If someone had offered me the option of a medically induced coma for the duration of my subsequent pregnancy I would have given it serious consideration. It wasn’t just the emotional aspect of another pregnancy after a loss and all its possible complications that gave me pause but also the pure physicality of it. My pregnancy with George was brutal even before things went sideways. Hyperemesis lasted for nearly twenty-three weeks and then, one week after it resolved, I was in the hospital being pumped with enough cardiac medication to make me long for the days of vomiting only every hour. Of course, then there were the IVs and the constant blood draws and the headaches and the jabs to my stomach with epidural needles. By the time I went in for the emergency C-section to deliver our boy I was nearly fifteen pounds lighter than I was before I got pregnant.

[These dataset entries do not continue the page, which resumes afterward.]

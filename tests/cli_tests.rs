//! CLI surface checks that run the real binary.

use assert_cmd::Command;
use predicates::prelude::*;

fn sdkgen() -> Command {
    Command::cargo_bin("sdkgen").expect("binary builds")
}

#[test]
fn help_lists_all_subcommands() {
    sdkgen()
        .arg("--help")
        .assert()
        .success()
        .stdout(predicate::str::contains("make-linux-sdk"))
        .stdout(predicate::str::contains("make-wasm-sdk"))
        .stdout(predicate::str::contains("make-freebsd-sdk"));
}

#[test]
fn unknown_flag_fails_with_nonzero_exit() {
    sdkgen()
        .arg("--definitely-not-a-flag")
        .assert()
        .failure()
        .stderr(predicate::str::contains("--definitely-not-a-flag"));
}

#[test]
fn unknown_distribution_is_reported_on_stderr() {
    let temp = tempfile::tempdir().unwrap();
    sdkgen()
        .current_dir(temp.path())
        .env("SDKGEN_OFFLINE", "1")
        .args([
            "make-linux-sdk",
            "--distribution-name",
            "gentoo",
            "--distribution-version",
            "latest",
        ])
        .assert()
        .failure()
        .stderr(predicate::str::contains("unknown distribution"));
}

#[test]
fn invalid_swift_version_is_rejected() {
    let temp = tempfile::tempdir().unwrap();
    sdkgen()
        .current_dir(temp.path())
        .env("SDKGEN_OFFLINE", "1")
        .args(["--swift-version", "not-a-version", "make-linux-sdk"])
        .assert()
        .failure()
        .stderr(predicate::str::contains("invalid version string"));
}

#[test]
fn offline_mode_fails_without_a_cache() {
    let temp = tempfile::tempdir().unwrap();
    sdkgen()
        .current_dir(temp.path())
        .env("SDKGEN_OFFLINE", "1")
        .args(["make-linux-sdk", "--target-arch", "x86_64"])
        .assert()
        .failure()
        .stderr(predicate::str::contains("offline mode"));
}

As it turned out I survived the next pregnancy with most of my sanity intact by doing my best impression of an ostrich. I simply pretended, as long as I could, that none of it was happening. I assumed that my state of pregnancy was a temporary one and went about my life as if everything was the same as before. All of those things pregnant people are supposed to do like glow and beam and make plans for nurseries and have baby showers I did none of. What I did do was take my prenatal vitamin every day, avoided the laundry list of foods and drugs that I was supposed to and I continued to grieve the loss of my son.
Everyday I was pregnant I fully expected it to be the last. But somehow my luck held out and after 277 days I gave birth to a living, breathing baby girl. The moment I held her for the first time the uncertainty of those previous 277 days became completely insignificant. It all seemed worth it. I would have chosen to do it all again for twice as long in a single heartbeat. Perspective is everything and if fear is a powerful motivator than love even more so.
Eighteen months after she was born we looked at our daughter, growing up at the speed of light, and thought that it was time to do it all over again. She needed a sibling and we needed another baby. So we took another deep breath, crossed our fingers, and with eyes wide open made that leap of faith.
It did not come as a shock to me when a few months ago, at 12 weeks, I had a miscarriage. A routine office visit and an absent heartbeat, it was a scenario I had envisioned happening many times in the years since George’s death. Then, just last week, a variation of the same story; positive pregnancy test followed by spotting and then heavy bleeding. An early miscarriage, they say. Part of me, the part that will be forever in that hospital room holding the still body of my son, will always expect the worst and be surprised when anything other than that happens.
I could rail against the unfairness of it all or shake an angry fist at the universe. Lord knows I did all that when George died. I wailed and screamed and cried until I thought I would shrivel into a dried husk. It was what I needed at the time. To be angry and indignant was important.
It has been three and a half years since I began this journey and it has been a battle the entire time. Four pregnancies later here I am with one son gone away and one amazingly thriving daughter who is currently singing a song about boats. I don’t feel angry or indignant anymore. I recognize how lucky I am to have made it this far with one living child. Yet I still long for another baby and somtimes even dare to dream about a son. But I’ve grown weary of the battle and wonder when is it time to finally stop fighting. Is it now?
If you have had more than one loss in what ways has it affected you differently than your first loss? Was your reaction to it as you expected? What is/has been your motivation for trying to have another child? Have you made the decision to not try or to stop trying? How did you come to that decision?